Watching the Tokyo Olympics this summer, especially Anna Kiesenhofer, the Austrian mathematician who won the gold medal in cycling, made me realize that the concept of training is not unique to pro-athletes but also applicable to other professions, such as engineers, musicians, dancers, and so on.
I’m a software engineer and I don’t think we consciously “train” ourselves. However, if you think about it, how we work as engineers is similar to how athletes train. To build something great, like Python, Docker, Linux, etc., or to invent technologies such as Hadoop, CNNs, and GANs, or simply to stay productive as an engineer at tech companies requires years of dedicated training.
Imagine working on a large-scale project; you’d likely commit to it from 9 to 5 for at least six months. If you happen to like the project, you might even work on it for more than 8 hours a day. You’d work on it until late at night and be excited to get up early the next morning to finish where you left off. You would keep thinking about the problem and talk about it whenever you could. If you keep doing this for the next 5 to 10 years, you’ll probably become an expert on that subject.
Even during our “off-season”, we don’t stop training. We deposit like athletes. For example, when engineers are not working on urgent projects, they spend time learning about other relevant technical topics that make them more effective. They want to know what’s popular and make sure their skills are up to date. Machine learning engineers, for example, might explore infrastructure, applied math, statistics, special domain knowledge (e.g., sensors for autonomous vehicles), or even front-end engineering.

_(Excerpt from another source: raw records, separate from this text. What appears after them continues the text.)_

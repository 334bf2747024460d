use assert_matches::assert_matches;
use camino::Utf8PathBuf;

use chem_data_source::config::{Config, ConfigLoader, RunEntry};
use chem_data_source::domain::DataSourceId;
use chem_data_source::error::DataSourceError;

#[test]
fn parse_config_mixed_entries() {
    let config: Config = serde_json::from_str(
        r#"{
            "schema_version": 1,
            "output_directory": "data",
            "workers": 4,
            "runs": [
                "compound:miscellaneous:v_moses_by_20201218_polykovskiy_d_et_al",
                { "category": "reaction", "source": "ord", "version": "v_release_main", "workers": 8 }
            ]
        }"#,
    )
    .unwrap();
    assert_matches!(config.runs[0], RunEntry::Shorthand(_));
    assert_matches!(config.runs[1], RunEntry::Detailed(_));

    let resolved = ConfigLoader::resolve_config(config).unwrap();
    assert_eq!(resolved.output_directory, Utf8PathBuf::from("data"));
    assert_eq!(resolved.workers, 4);
    assert_eq!(resolved.timeout_secs, None);
    assert_eq!(resolved.runs.len(), 2);
    assert_eq!(resolved.runs[0].id, DataSourceId::MiscellaneousCompound);
    assert_eq!(resolved.runs[1].id, DataSourceId::OrdReaction);
    assert_eq!(resolved.runs[1].version, "v_release_main");
    assert_eq!(resolved.runs[1].workers, Some(8));
}

#[test]
fn unknown_source_fails_eagerly() {
    let config: Config =
        serde_json::from_str(r#"{ "runs": ["reaction_rule:uspto:v_release_1"] }"#).unwrap();
    assert_matches!(
        ConfigLoader::resolve_config(config),
        Err(DataSourceError::UnknownDataSource { .. })
    );
}

#[test]
fn explicit_path_is_read_and_parsed() {
    let dir = tempfile::tempdir().unwrap();
    let path = dir.path().join("runs.json");
    std::fs::write(&path, r#"{ "runs": ["reaction:rhea:v_release_130"] }"#).unwrap();
    let resolved = ConfigLoader::resolve(path.to_str()).unwrap();
    assert_eq!(resolved.runs[0].id, DataSourceId::RheaReaction);

    std::fs::write(&path, "{ not json").unwrap();
    assert_matches!(
        ConfigLoader::resolve(path.to_str()),
        Err(DataSourceError::ConfigParse(_))
    );
    assert_matches!(
        ConfigLoader::resolve(dir.path().join("absent.json").to_str()),
        Err(DataSourceError::ConfigRead(_))
    );
}
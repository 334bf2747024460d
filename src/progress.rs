use std::time::Duration;

use crate::domain::DataSourceId;

#[derive(Debug, Clone, Copy, PartialEq, Eq)]
pub enum ProgressLevel {
    Info,
    Warn,
    Error,
}

#[derive(Debug, Clone)]
pub struct ProgressEvent {
    pub source: DataSourceId,
    pub level: ProgressLevel,
    pub message: String,
    pub elapsed: Option<Duration>,
}

/// Receiver for stage boundaries and failures.
///
/// Adapters hold an optional sink; without one they stay silent and only
/// return errors.
pub trait ProgressSink: Send + Sync {
    fn event(&self, event: ProgressEvent);
}

/// Forwards events to `tracing`.
#[derive(Debug, Clone, Copy, Default)]
pub struct TracingSink;

impl ProgressSink for TracingSink {
    fn event(&self, event: ProgressEvent) {
        let source = event.source.to_string();
        let elapsed_ms = event.elapsed.map(|elapsed| elapsed.as_millis() as u64);
        match event.level {
            ProgressLevel::Info => {
                tracing::info!(source = %source, elapsed_ms = ?elapsed_ms, "{}", event.message)
            }
            ProgressLevel::Warn => {
                tracing::warn!(source = %source, "{}", event.message)
            }
            ProgressLevel::Error => {
                tracing::error!(source = %source, "{}", event.message)
            }
        }
    }
}
use std::fs;
use std::path::PathBuf;

use camino::Utf8PathBuf;
use serde::{Deserialize, Serialize};

use crate::domain::{Category, DataSourceId};
use crate::error::DataSourceError;

pub const CONFIG_FILE_NAME: &str = "chem-ds.json";

#[derive(Debug, Deserialize, Serialize)]
pub struct Config {
    #[serde(default)]
    pub schema_version: Option<u32>,
    #[serde(default)]
    pub output_directory: Option<String>,
    #[serde(default)]
    pub workers: Option<usize>,
    #[serde(default)]
    pub timeout_secs: Option<u64>,
    #[serde(default)]
    pub runs: Vec<RunEntry>,
}

#[derive(Debug, Deserialize, Serialize)]
#[serde(untagged)]
pub enum RunEntry {
    /// `category:source:version`
    Shorthand(String),
    Detailed(RunEntryObject),
}

#[derive(Debug, Deserialize, Serialize)]
pub struct RunEntryObject {
    pub category: String,
    pub source: String,
    pub version: String,
    #[serde(default)]
    pub workers: Option<usize>,
}

#[derive(Debug, Clone, PartialEq, Eq)]
pub struct ConfiguredRun {
    pub id: DataSourceId,
    pub version: String,
    pub workers: Option<usize>,
}

#[derive(Debug, Clone)]
pub struct ResolvedConfig {
    pub schema_version: u32,
    pub output_directory: Utf8PathBuf,
    pub workers: usize,
    pub timeout_secs: Option<u64>,
    pub runs: Vec<ConfiguredRun>,
}

pub struct ConfigLoader;

impl ConfigLoader {
    pub fn resolve(path: Option<&str>) -> Result<ResolvedConfig, DataSourceError> {
        let config_path = match path {
            Some(path) => PathBuf::from(path),
            None => PathBuf::from(CONFIG_FILE_NAME),
        };

        if path.is_none() && !config_path.exists() {
            return Err(DataSourceError::MissingConfig);
        }

        let content = fs::read_to_string(&config_path)
            .map_err(|_| DataSourceError::ConfigRead(config_path.clone()))?;
        let config: Config = serde_json::from_str(&content)
            .map_err(|err| DataSourceError::ConfigParse(err.to_string()))?;

        Self::resolve_config(config)
    }

    pub fn resolve_config(config: Config) -> Result<ResolvedConfig, DataSourceError> {
        let runs = config
            .runs
            .into_iter()
            .map(|entry| match entry {
                RunEntry::Shorthand(value) => parse_shorthand(&value),
                RunEntry::Detailed(obj) => Ok(ConfiguredRun {
                    id: DataSourceId::resolve(obj.category.parse()?, &obj.source)?,
                    version: non_empty_version(&obj.version, &obj.version)?,
                    workers: obj.workers,
                }),
            })
            .collect::<Result<Vec<_>, DataSourceError>>()?;

        Ok(ResolvedConfig {
            schema_version: config.schema_version.unwrap_or(1),
            output_directory: Utf8PathBuf::from(config.output_directory.unwrap_or_else(|| ".".to_string())),
            workers: config.workers.unwrap_or(1).max(1),
            timeout_secs: config.timeout_secs,
            runs,
        })
    }
}

fn parse_shorthand(value: &str) -> Result<ConfiguredRun, DataSourceError> {
    let mut parts = value.splitn(3, ':');
    let (Some(category), Some(source), Some(version)) = (parts.next(), parts.next(), parts.next())
    else {
        return Err(DataSourceError::InvalidRunEntry(format!(
            "'{value}' (expected category:source:version)"
        )));
    };
    let category: Category = category.parse()?;
    Ok(ConfiguredRun {
        id: DataSourceId::resolve(category, source)?,
        version: non_empty_version(version, value)?,
        workers: None,
    })
}

fn non_empty_version(version: &str, entry: &str) -> Result<String, DataSourceError> {
    let version = version.trim();
    if version.is_empty() {
        return Err(DataSourceError::InvalidRunEntry(format!("'{entry}' has no version")));
    }
    Ok(version.to_string())
}
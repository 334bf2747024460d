use std::fs;
use std::io::Read;
use std::path::{Component, Path, PathBuf};

use bzip2::read::BzDecoder;
use flate2::read::GzDecoder;
use zip::ZipArchive;
use zip::result::ZipError;

use crate::error::DataSourceError;
use crate::fs_util::{open_file, persist_reader};

#[derive(Debug, Clone, Copy, PartialEq, Eq)]
pub enum TarCompression {
    Gzip,
    Bzip2,
}

pub fn gunzip_file(archive: &Path, output: &Path) -> Result<PathBuf, DataSourceError> {
    let mut decoder = GzDecoder::new(open_file(archive)?);
    persist_reader(&mut decoder, output)
}

pub fn extract_zip_all(archive: &Path, output_dir: &Path) -> Result<Vec<PathBuf>, DataSourceError> {
    extract_zip_matching(archive, output_dir, |_| true)
}

/// Extracts every member whose stored path starts with `prefix`, keeping the
/// stored relative path under `output_dir`.
pub fn extract_zip_prefix(
    archive: &Path,
    prefix: &str,
    output_dir: &Path,
) -> Result<Vec<PathBuf>, DataSourceError> {
    extract_zip_matching(archive, output_dir, |name| name.starts_with(prefix))
}

pub fn extract_zip_member(
    archive: &Path,
    member: &str,
    output: &Path,
) -> Result<PathBuf, DataSourceError> {
    let mut zip = open_zip(archive)?;
    let mut entry = zip.by_name(member).map_err(|err| match err {
        ZipError::FileNotFound => DataSourceError::MissingArchiveMember {
            archive: archive.to_path_buf(),
            member: member.to_string(),
        },
        other => DataSourceError::Archive(other.to_string()),
    })?;
    persist_reader(&mut entry, output)
}

fn open_zip(archive: &Path) -> Result<ZipArchive<fs::File>, DataSourceError> {
    ZipArchive::new(open_file(archive)?)
        .map_err(|err| DataSourceError::Archive(format!("{}: {err}", archive.display())))
}

fn extract_zip_matching<F>(
    archive: &Path,
    output_dir: &Path,
    keep: F,
) -> Result<Vec<PathBuf>, DataSourceError>
where
    F: Fn(&str) -> bool,
{
    let mut zip = open_zip(archive)?;
    let mut written = Vec::new();

    for i in 0..zip.len() {
        let mut entry = zip
            .by_index(i)
            .map_err(|err| DataSourceError::Archive(err.to_string()))?;
        if !keep(entry.name()) {
            continue;
        }
        let entry_path = match entry.enclosed_name() {
            Some(path) => output_dir.join(path),
            None => {
                return Err(DataSourceError::Archive(format!(
                    "zip entry path traversal detected: {}",
                    entry.name()
                )));
            }
        };

        if entry.is_dir() {
            fs::create_dir_all(&entry_path)
                .map_err(|err| DataSourceError::Filesystem(err.to_string()))?;
            continue;
        }
        written.push(persist_reader(&mut entry, &entry_path)?);
    }
    Ok(written)
}

pub fn extract_tar_member(
    archive: &Path,
    compression: TarCompression,
    member: &str,
    output: &Path,
) -> Result<PathBuf, DataSourceError> {
    let file = open_file(archive)?;
    let reader: Box<dyn Read> = match compression {
        TarCompression::Gzip => Box::new(GzDecoder::new(file)),
        TarCompression::Bzip2 => Box::new(BzDecoder::new(file)),
    };
    let mut tar = tar::Archive::new(reader);
    let wanted = normalize_member(Path::new(member));

    let entries = tar
        .entries()
        .map_err(|err| DataSourceError::Archive(format!("{}: {err}", archive.display())))?;
    for entry in entries {
        let mut entry = entry.map_err(|err| DataSourceError::Archive(err.to_string()))?;
        let path = entry
            .path()
            .map_err(|err| DataSourceError::Archive(err.to_string()))?
            .into_owned();
        if normalize_member(&path) == wanted {
            return persist_reader(&mut entry, output);
        }
    }

    Err(DataSourceError::MissingArchiveMember {
        archive: archive.to_path_buf(),
        member: member.to_string(),
    })
}

fn normalize_member(path: &Path) -> PathBuf {
    path.components()
        .filter(|component| !matches!(component, Component::CurDir))
        .collect()
}

pub fn extract_sevenz_all(archive: &Path, output_dir: &Path) -> Result<(), DataSourceError> {
    if !archive.exists() {
        return Err(DataSourceError::Filesystem(format!(
            "open {}: file not found",
            archive.display()
        )));
    }
    fs::create_dir_all(output_dir).map_err(|err| DataSourceError::Filesystem(err.to_string()))?;
    sevenz_rust::decompress_file(archive, output_dir)
        .map_err(|err| DataSourceError::Archive(format!("{}: {err}", archive.display())))
}

#[cfg(test)]
mod tests {
    use std::io::Write;

    use assert_matches::assert_matches;
    use zip::write::SimpleFileOptions;

    use super::*;

    fn write_zip(path: &Path, members: &[(&str, &str)]) {
        let mut writer = zip::ZipWriter::new(fs::File::create(path).unwrap());
        for (name, body) in members {
            writer
                .start_file(*name, SimpleFileOptions::default())
                .unwrap();
            writer.write_all(body.as_bytes()).unwrap();
        }
        writer.finish().unwrap();
    }

    fn write_tar_bz2(path: &Path, members: &[(&str, &str)]) {
        let encoder =
            bzip2::write::BzEncoder::new(fs::File::create(path).unwrap(), bzip2::Compression::fast());
        let mut builder = tar::Builder::new(encoder);
        for (name, body) in members {
            let mut header = tar::Header::new_gnu();
            header.set_size(body.len() as u64);
            header.set_mode(0o644);
            header.set_cksum();
            builder.append_data(&mut header, name, body.as_bytes()).unwrap();
        }
        builder.into_inner().unwrap().finish().unwrap();
    }

    #[test]
    fn zip_prefix_keeps_only_matching_members() {
        let dir = tempfile::tempdir().unwrap();
        let archive = dir.path().join("ord-data-main.zip");
        write_zip(
            &archive,
            &[
                ("ord-data-main/data/ab/one.pb.gz", "x"),
                ("ord-data-main/README.md", "readme"),
            ],
        );
        let out = dir.path().join("out");
        let written = extract_zip_prefix(&archive, "ord-data-main/data", &out).unwrap();
        assert_eq!(written.len(), 1);
        assert!(out.join("ord-data-main/data/ab/one.pb.gz").exists());
        assert!(!out.join("ord-data-main/README.md").exists());
    }

    #[test]
    fn missing_zip_member_leaves_no_file() {
        let dir = tempfile::tempdir().unwrap();
        let archive = dir.path().join("data.zip");
        write_zip(&archive, &[("data/train.txt", "CC>>CO\n")]);
        let output = dir.path().join("test.txt");

        let result = extract_zip_member(&archive, "data/test.txt", &output);
        assert_matches!(result, Err(DataSourceError::MissingArchiveMember { .. }));
        assert!(!output.exists());
    }

    #[test]
    fn tar_bz2_member_is_streamed_out() {
        let dir = tempfile::tempdir().unwrap();
        let archive = dir.path().join("130.tar.bz2");
        write_tar_bz2(
            &archive,
            &[("130/tsv/rhea-reaction-smiles.tsv", "10000\tCC>>CO\n")],
        );
        let output = dir.path().join("rhea-reaction-smiles.tsv");
        extract_tar_member(
            &archive,
            TarCompression::Bzip2,
            "130/tsv/rhea-reaction-smiles.tsv",
            &output,
        )
        .unwrap();
        assert_eq!(fs::read_to_string(&output).unwrap(), "10000\tCC>>CO\n");

        let missing = dir.path().join("missing.tsv");
        let result = extract_tar_member(&archive, TarCompression::Bzip2, "130/other.tsv", &missing);
        assert_matches!(result, Err(DataSourceError::MissingArchiveMember { .. }));
        assert!(!missing.exists());
    }

    #[test]
    fn gunzip_round_trips_content() {
        let dir = tempfile::tempdir().unwrap();
        let archive = dir.path().join("bb.smi.gz");
        let mut encoder = flate2::write::GzEncoder::new(
            fs::File::create(&archive).unwrap(),
            flate2::Compression::default(),
        );
        encoder.write_all(b"CCO ZINC1\n").unwrap();
        encoder.finish().unwrap();

        let output = dir.path().join("bb.smi");
        gunzip_file(&archive, &output).unwrap();
        assert_eq!(fs::read_to_string(output).unwrap(), "CCO ZINC1\n");
    }
}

This off-season preparation builds our muscles, helping us become more effective engineers.
This continuous training might be one reason why individuals from different technical backgrounds sometimes excel in other fields. For instance, some highly productive computer science PhDs I know have backgrounds in disciplines like physics, operations research, or statistics. Their strong foundations enable them to learn core concepts more efficiently, freeing up time to run more experiments and be creative.
Another thing that both athletic performance in sports and technical performance in IT have in common is that it is easy for people to see how well you do.